Vemos otro tanto en JESÚS cuando, frente a su pasión y muerte, ora en el Huerto de los Olivos de Getsemaní. Ése es el momento en que la vida y el ministerio de Jesús tocan fondo: El pueblo ha dejado de escucharle, las autoridades religiosas están conspirando con las autoridades civiles para eliminarlo; y aquel grupito –su círculo íntimo de discípulos–, que todavía escucha su mensaje, no lo entiende, y él “se siente lleno de tristeza y angustia”, profundamente solo, “a un tiro de piedra de todos”. Para no caer en desaliento fatal, Jesús cae de rodillas en oración, una oración tan intensa que le hace “sudar sangre”; pero esa oración, al fin, acaba en consolación, con “un ángel que baja del cielo para fortalecerle”. Jesús lleva a la oración su corazón derrotado, incomprendido, lleno de miedo, tristeza, y dolorosamente solo; y entonces se siente fortalecido, mientras recibe todo el apoyo que necesita para recuperar su ánimo y valor. 

Y en eso Jesús contrasta con sus apóstoles. En ese preciso momento, ellos también se sienten desalentados, solos y con miedo. Pero se quedan dormidos mientras Jesús ora; y su sueño, como insinúan los evangelios, es algo más que físico. Se nos dice que estaban “dormidos de pura tristeza y angustia”. En esencia, están demasiado deprimidos como para estar despiertos y mantener la fuerza plena de sus propias vidas. Este desaliento los deja como paralizados de miedo, y, cuando finalmente actúan, lo hacen de forma contraria a lo que Jesús les había enseñado. Intentan el camino de la violencia y después huyen. No podrían afrontar el sufrimiento inminente, como hizo Jesús, porque no oraron como él. Y, naturalmente, se acobardaron y desmoralizaron.

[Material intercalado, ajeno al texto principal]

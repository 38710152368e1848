//! In-band identity handshake on the `messages` stream (`spec.md` §4.5).
//!
//! QUIC's TLS layer deliberately authenticates nothing (see
//! [`crate::quic::SkipServerVerification`]); the first messages exchanged
//! once both sides' `messages` stream is open carry each side's long-term
//! public key, which is then checked against the key the connection
//! manager already learned via signaling.

use base64::Engine;
use quinn::{RecvStream, SendStream};
use serde::{Deserialize, Serialize};

use crate::quic::{QuicNode, MAX_FRAME_SIZE};
use crate::{Result, TransportError};

#[derive(Debug, Clone, Serialize, Deserialize)]
#[serde(tag = "type", rename_all = "snake_case")]
enum HandshakeMessage {
    Handshake {
        #[serde(rename = "publicKey")]
        public_key: String,
    },
}

/// Run the two-way handshake: send our public key, receive theirs, and
/// check it against `expected_peer_public_key` (the key learned during
/// pairing/signaling). On mismatch, returns
/// [`TransportError::HandshakeMismatch`] — callers must close the
/// transport, mark the peer `failed`, and emit `KeyChanged`.
pub async fn run(
    send: &mut SendStream,
    recv: &mut RecvStream,
    self_public_key: &[u8; 32],
    expected_peer_public_key: &[u8; 32],
) -> Result<()> {
    let outbound = HandshakeMessage::Handshake {
        public_key: base64::engine::general_purpose::STANDARD.encode(self_public_key),
    };
    let bytes = serde_json::to_vec(&outbound).map_err(|e| TransportError::Serialization(e.to_string()))?;
    QuicNode::send_message(send, &bytes).await?;

    let received = QuicNode::recv_message(recv, MAX_FRAME_SIZE).await?;
    let HandshakeMessage::Handshake { public_key } =
        serde_json::from_slice(&received).map_err(|e| TransportError::Deserialization(e.to_string()))?;

    let decoded = base64::engine::general_purpose::STANDARD
        .decode(&public_key)
        .map_err(|e| TransportError::ProtocolViolation(format!("handshake public key not valid base64: {e}")))?;

    if decoded.as_slice() != expected_peer_public_key.as_slice() {
        return Err(TransportError::HandshakeMismatch);
    }

    Ok(())
}

#[cfg(test)]
mod tests {
    use super::*;

    #[test]
    fn handshake_message_roundtrips_through_json() {
        let msg = HandshakeMessage::Handshake {
            public_key: base64::engine::general_purpose::STANDARD.encode([0x42u8; 32]),
        };
        let bytes = serde_json::to_vec(&msg).expect("serialize");
        let parsed: HandshakeMessage = serde_json::from_slice(&bytes).expect("deserialize");
        let HandshakeMessage::Handshake { public_key } = parsed;
        assert_eq!(
            base64::engine::general_purpose::STANDARD.decode(&public_key).expect("decode"),
            [0x42u8; 32]
        );
    }

    #[test]
    fn handshake_wire_shape_is_tagged_json() {
        let msg = HandshakeMessage::Handshake {
            public_key: "deadbeef".to_string(),
        };
        let json = serde_json::to_string(&msg).expect("serialize");
        assert!(json.contains("\"type\":\"handshake\""));
        assert!(json.contains("\"publicKey\":\"deadbeef\""));
    }
}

No importa quiénes somos o cuán ricas y llenas de bendiciones sean nuestras vidas, es imposible caminar por este mundo sin, a veces, sentirnos amargamente incomprendidos, sin dejarnos llevar de un profundo descosuelo, sin sucumbir al cansancio que nos paraliza o, simplemente, sin desmoralizarnos. Somos humanos y, como le sucedió a Jesús, días llegarán en que tendremos la sensación de estar lejos, solos, a “un tiro de piedra de todo el mundo”. Y, dentro de nosotros, quedará también paralizado precisamente lo más elevado de nuestro espíritu: nuestra capacidad para perdonar, nuestra capacidad para irradiar nuestro corazón grande y generoso, nuestra capacidad de empatía y comprensión, nuestra capacidad para estar alegres y para ser valientes y animosos. Amedrentados y desmoralizados, como Elías, nos retiramos a la oscuridad interior del fondo de una cueva.

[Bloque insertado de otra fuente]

//! QUIC/TLS 1.3 connection management for the Zajel peer-to-peer network.
//!
//! Nodes use self-signed TLS certificates; authentication is deferred to
//! the in-band handshake (`handshake.rs`) that runs once streams are open.
//!
//! ## ALPN
//!
//! `zajel/1`.
//!
//! ## Connection lifecycle
//!
//! 1. The answering side binds a QUIC endpoint and listens.
//! 2. The offering side connects.
//! 3. After the QUIC handshake, both sides open exactly two bidirectional
//!    streams in a fixed order — `messages` first, then `files` — emulating
//!    WebRTC's two named data channels without QUIC's own stream labels.
//! 4. The in-band handshake runs on `messages` before any AEAD traffic.

use std::net::SocketAddr;
use std::sync::Arc;

use quinn::{ClientConfig, Connection, Endpoint, Incoming, RecvStream, SendStream, ServerConfig};
use rustls::pki_types::{CertificateDer, PrivateKeyDer, PrivatePkcs8KeyDer};

use crate::TransportError;

/// ALPN protocol identifier for the Zajel transport.
pub const ALPN_ZAJEL_V1: &[u8] = b"zajel/1";

/// Default QUIC idle timeout in milliseconds.
pub const DEFAULT_IDLE_TIMEOUT_MS: u32 = 30_000;

/// Default maximum number of concurrent bidirectional streams.
pub const DEFAULT_MAX_BI_STREAMS: u32 = 128;

/// Oversize-frame ceiling on the `messages` stream (`spec.md` §4.5): frames
/// larger than this are dropped with a log, not an error surfaced upward.
pub const MAX_FRAME_SIZE: usize = 1024 * 1024;

/// Configuration for a QUIC node (server + client combined for P2P).
#[derive(Clone)]
pub struct QuicConfig {
    /// Local address to bind to.
    pub bind_addr: SocketAddr,
    /// Maximum idle timeout in milliseconds.
    pub idle_timeout_ms: u32,
    /// Maximum concurrent bidirectional streams per connection.
    pub max_bi_streams: u32,
}

impl Default for QuicConfig {
    fn default() -> Self {
        Self {
            bind_addr: SocketAddr::from(([0, 0, 0, 0], 0)),
            idle_timeout_ms: DEFAULT_IDLE_TIMEOUT_MS,
            max_bi_streams: DEFAULT_MAX_BI_STREAMS,
        }
    }
}

/// The two logical streams a peer connection carries, opened/accepted in
/// a fixed order so both sides agree on which is which without a label.
pub struct PeerStreams {
    pub messages: (SendStream, RecvStream),
    pub files: (SendStream, RecvStream),
}

/// A QUIC node that can both listen for and initiate connections.
///
/// Every client acts as both a QUIC client and server; `QuicNode` wraps a
/// single Quinn [`Endpoint`] configured for both roles.
pub struct QuicNode {
    /// The underlying Quinn endpoint.
    endpoint: Endpoint,
    /// The local address this node is bound to.
    local_addr: SocketAddr,
}

impl QuicNode {
    /// Create a new QUIC node bound to the configured address.
    ///
    /// Generates a self-signed TLS certificate for the server side; it is
    /// not used for identity verification — the in-band handshake handles
    /// that once the connection and streams are up.
    ///
    /// # Errors
    ///
    /// Returns [`TransportError::Tls`] if TLS configuration fails.
    /// Returns [`TransportError::Io`] if the socket cannot be bound.
    pub fn new(config: QuicConfig) -> Result<Self, TransportError> {
        let (server_config, _cert_der) = build_server_config(config.idle_timeout_ms, config.max_bi_streams)?;
        let client_config = build_client_config()?;

        let mut endpoint =
            Endpoint::server(server_config, config.bind_addr).map_err(|e| TransportError::Io(e.to_string()))?;

        endpoint.set_default_client_config(client_config);

        let local_addr = endpoint.local_addr().map_err(|e| TransportError::Io(e.to_string()))?;

        tracing::info!(%local_addr, "QUIC node started");

        Ok(Self { endpoint, local_addr })
    }

    /// Get the local socket address this node is bound to.
    pub fn local_addr(&self) -> SocketAddr {
        self.local_addr
    }

    /// Accept the next incoming QUIC connection.
    ///
    /// Returns `None` if the endpoint has been closed.
    pub async fn accept(&self) -> Option<Incoming> {
        self.endpoint.accept().await
    }

    /// Initiate a QUIC connection to a remote peer.
    ///
    /// `server_name` is used for TLS SNI only; with self-signed certificates
    /// it can be any string.
    ///
    /// # Errors
    ///
    /// Returns [`TransportError::Connection`] if the connection cannot be established.
    pub async fn connect(&self, addr: SocketAddr, server_name: &str) -> Result<Connection, TransportError> {
        let connecting = self
            .endpoint
            .connect(addr, server_name)
            .map_err(|e| TransportError::Connection(e.to_string()))?;

        let connection = connecting.await.map_err(|e| TransportError::Connection(e.to_string()))?;

        tracing::debug!(remote = %connection.remote_address(), "QUIC connection established");

        Ok(connection)
    }

    /// Open a new bidirectional stream on an existing connection.
    pub async fn open_bi(connection: &Connection) -> Result<(SendStream, RecvStream), TransportError> {
        connection.open_bi().await.map_err(|e| TransportError::Connection(e.to_string()))
    }

    /// Accept the next bidirectional stream on an existing connection.
    pub async fn accept_bi(connection: &Connection) -> Result<(SendStream, RecvStream), TransportError> {
        connection.accept_bi().await.map_err(|e| TransportError::Connection(e.to_string()))
    }

    /// Open the `messages` and `files` streams, in that order. Call this
    /// from the side that initiated the QUIC connection.
    pub async fn open_channels(connection: &Connection) -> Result<PeerStreams, TransportError> {
        let messages = Self::open_bi(connection).await?;
        let files = Self::open_bi(connection).await?;
        Ok(PeerStreams { messages, files })
    }

    /// Accept the `messages` and `files` streams, in that order. Call this
    /// from the side that answered the QUIC connection.
    pub async fn accept_channels(connection: &Connection) -> Result<PeerStreams, TransportError> {
        let messages = Self::accept_bi(connection).await?;
        let files = Self::accept_bi(connection).await?;
        Ok(PeerStreams { messages, files })
    }

    /// Send a complete message (length-prefixed) on a send stream.
    ///
    /// Wire format: `[length:4 LE][data:length]`
    pub async fn send_message(stream: &mut SendStream, data: &[u8]) -> Result<(), TransportError> {
        let len = u32::try_from(data.len())
            .map_err(|_| TransportError::InvalidPacket("message too large for 4-byte length prefix".to_string()))?;
        stream.write_all(&len.to_le_bytes()).await.map_err(|e| TransportError::Io(e.to_string()))?;
        stream.write_all(data).await.map_err(|e| TransportError::Io(e.to_string()))?;
        Ok(())
    }

    /// Receive a complete message (length-prefixed) from a receive stream.
    ///
    /// Wire format: `[length:4 LE][data:length]`. A length exceeding
    /// `max_size` is a protocol violation — the caller should close the
    /// stream and log, per `spec.md` §4.5's oversize-frame handling.
    pub async fn recv_message(stream: &mut RecvStream, max_size: usize) -> Result<Vec<u8>, TransportError> {
        let mut len_buf = [0u8; 4];
        stream.read_exact(&mut len_buf).await.map_err(|e| TransportError::Io(e.to_string()))?;
        let len = u32::from_le_bytes(len_buf) as usize;

        if len > max_size {
            return Err(TransportError::InvalidPacket(format!(
                "message length {len} exceeds maximum {max_size}"
            )));
        }

        let mut buf = vec![0u8; len];
        stream.read_exact(&mut buf).await.map_err(|e| TransportError::Io(e.to_string()))?;
        Ok(buf)
    }

    /// Gracefully close the endpoint.
    ///
    /// All active connections will be closed with the given error code and reason.
    pub fn close(&self, error_code: u32, reason: &[u8]) {
        self.endpoint.close(quinn::VarInt::from_u32(error_code), reason);
    }

    /// Get a reference to the underlying Quinn endpoint.
    pub fn endpoint(&self) -> &Endpoint {
        &self.endpoint
    }
}

// ---------------------------------------------------------------------------
// TLS / certificate helpers
// ---------------------------------------------------------------------------

/// Generate a self-signed TLS certificate and private key for QUIC.
fn generate_self_signed_cert() -> Result<(CertificateDer<'static>, PrivateKeyDer<'static>), TransportError> {
    let key_pair = rcgen::KeyPair::generate_for(&rcgen::PKCS_ED25519)
        .map_err(|e| TransportError::Tls(format!("key generation failed: {e}")))?;

    let params = rcgen::CertificateParams::new(vec!["zajel-node".to_string()])
        .map_err(|e| TransportError::Tls(format!("cert params failed: {e}")))?;

    let cert = params
        .self_signed(&key_pair)
        .map_err(|e| TransportError::Tls(format!("self-signed cert generation failed: {e}")))?;

    let cert_der = CertificateDer::from(cert.der().to_vec());
    let key_der = PrivateKeyDer::Pkcs8(PrivatePkcs8KeyDer::from(key_pair.serialize_der()));

    Ok((cert_der, key_der))
}

/// Build a Quinn [`ServerConfig`] with self-signed TLS and the Zajel ALPN.
fn build_server_config(
    idle_timeout_ms: u32,
    max_bi_streams: u32,
) -> Result<(ServerConfig, CertificateDer<'static>), TransportError> {
    let (cert_der, key_der) = generate_self_signed_cert()?;

    let provider = rustls::crypto::ring::default_provider();
    let mut tls_config = rustls::ServerConfig::builder_with_provider(Arc::new(provider))
        .with_protocol_versions(&[&rustls::version::TLS13])
        .map_err(|e| TransportError::Tls(format!("server TLS version config failed: {e}")))?
        .with_no_client_auth()
        .with_single_cert(vec![cert_der.clone()], key_der)
        .map_err(|e| TransportError::Tls(format!("server TLS config failed: {e}")))?;

    tls_config.alpn_protocols = vec![ALPN_ZAJEL_V1.to_vec()];

    let mut transport = quinn::TransportConfig::default();
    transport.max_idle_timeout(Some(
        quinn::IdleTimeout::try_from(std::time::Duration::from_millis(u64::from(idle_timeout_ms)))
            .map_err(|e| TransportError::Tls(format!("idle timeout config failed: {e}")))?,
    ));
    transport.max_concurrent_bidi_streams(quinn::VarInt::from_u32(max_bi_streams));

    let mut server_config = ServerConfig::with_crypto(Arc::new(
        quinn::crypto::rustls::QuicServerConfig::try_from(tls_config)
            .map_err(|e| TransportError::Tls(format!("QUIC server crypto config failed: {e}")))?,
    ));
    server_config.transport_config(Arc::new(transport));

    Ok((server_config, cert_der))
}

/// Build a Quinn [`ClientConfig`] that accepts any server certificate
/// (self-signed; identity is verified in-band after connection).
fn build_client_config() -> Result<ClientConfig, TransportError> {
    let provider = rustls::crypto::ring::default_provider();
    let mut tls_config = rustls::ClientConfig::builder_with_provider(Arc::new(provider))
        .with_protocol_versions(&[&rustls::version::TLS13])
        .map_err(|e| TransportError::Tls(format!("client TLS version config failed: {e}")))?
        .dangerous()
        .with_custom_certificate_verifier(Arc::new(SkipServerVerification))
        .with_no_client_auth();

    tls_config.alpn_protocols = vec![ALPN_ZAJEL_V1.to_vec()];

    let client_config = ClientConfig::new(Arc::new(
        quinn::crypto::rustls::QuicClientConfig::try_from(tls_config)
            .map_err(|e| TransportError::Tls(format!("QUIC client crypto config failed: {e}")))?,
    ));

    Ok(client_config)
}

/// TLS certificate verifier that accepts any server certificate.
///
/// Intentionally insecure at the TLS level: peer authentication happens via
/// the in-band handshake (`handshake.rs`) after the QUIC connection and its
/// two streams are established. TLS here is solely for transport
/// encryption.
#[derive(Debug)]
struct SkipServerVerification;

impl rustls::client::danger::ServerCertVerifier for SkipServerVerification {
    fn verify_server_cert(
        &self,
        _end_entity: &CertificateDer<'_>,
        _intermediates: &[CertificateDer<'_>],
        _server_name: &rustls::pki_types::ServerName<'_>,
        _ocsp_response: &[u8],
        _now: rustls::pki_types::UnixTime,
    ) -> Result<rustls::client::danger::ServerCertVerified, rustls::Error> {
        Ok(rustls::client::danger::ServerCertVerified::assertion())
    }

    fn verify_tls12_signature(
        &self,
        _message: &[u8],
        _cert: &CertificateDer<'_>,
        _dss: &rustls::DigitallySignedStruct,
    ) -> Result<rustls::client::danger::HandshakeSignatureValid, rustls::Error> {
        Ok(rustls::client::danger::HandshakeSignatureValid::assertion())
    }

    fn verify_tls13_signature(
        &self,
        _message: &[u8],
        _cert: &CertificateDer<'_>,
        _dss: &rustls::DigitallySignedStruct,
    ) -> Result<rustls::client::danger::HandshakeSignatureValid, rustls::Error> {
        Ok(rustls::client::danger::HandshakeSignatureValid::assertion())
    }

    fn supported_verify_schemes(&self) -> Vec<rustls::SignatureScheme> {
        vec![
            rustls::SignatureScheme::ED25519,
            rustls::SignatureScheme::ECDSA_NISTP256_SHA256,
            rustls::SignatureScheme::ECDSA_NISTP384_SHA384,
            rustls::SignatureScheme::RSA_PSS_SHA256,
            rustls::SignatureScheme::RSA_PSS_SHA384,
            rustls::SignatureScheme::RSA_PSS_SHA512,
        ]
    }
}

#[cfg(test)]
mod tests {
    use super::*;

    #[test]
    fn test_alpn_value() {
        assert_eq!(ALPN_ZAJEL_V1, b"zajel/1");
    }

    #[test]
    fn test_default_config() {
        let config = QuicConfig::default();
        assert_eq!(config.idle_timeout_ms, DEFAULT_IDLE_TIMEOUT_MS);
        assert_eq!(config.max_bi_streams, DEFAULT_MAX_BI_STREAMS);
    }

    #[test]
    fn test_generate_self_signed_cert() {
        let result = generate_self_signed_cert();
        assert!(result.is_ok());
        let (cert, key) = result.expect("cert generation");
        assert!(!cert.is_empty());
        match &key {
            PrivateKeyDer::Pkcs8(k) => assert!(!k.secret_pkcs8_der().is_empty()),
            _ => unreachable!("expected PKCS8 key"),
        }
    }

    #[test]
    fn test_build_server_config_succeeds() {
        let result = build_server_config(DEFAULT_IDLE_TIMEOUT_MS, DEFAULT_MAX_BI_STREAMS);
        assert!(result.is_ok());
    }

    #[test]
    fn test_build_client_config_succeeds() {
        let result = build_client_config();
        assert!(result.is_ok());
    }
}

Pero en momentos como éste, tal vez nos veamos y comprendamos a nosotros mismos de la siguiente manera: Como Elías, estamos en la oscuridad de una cueva, paralizados por el desaliento; pero Dios está a la boca de la cueva, como una brisa suave y agradable, incitándonos a salir a donde todos a quienes amamos habrán regresado y estarán a nuestro alcance.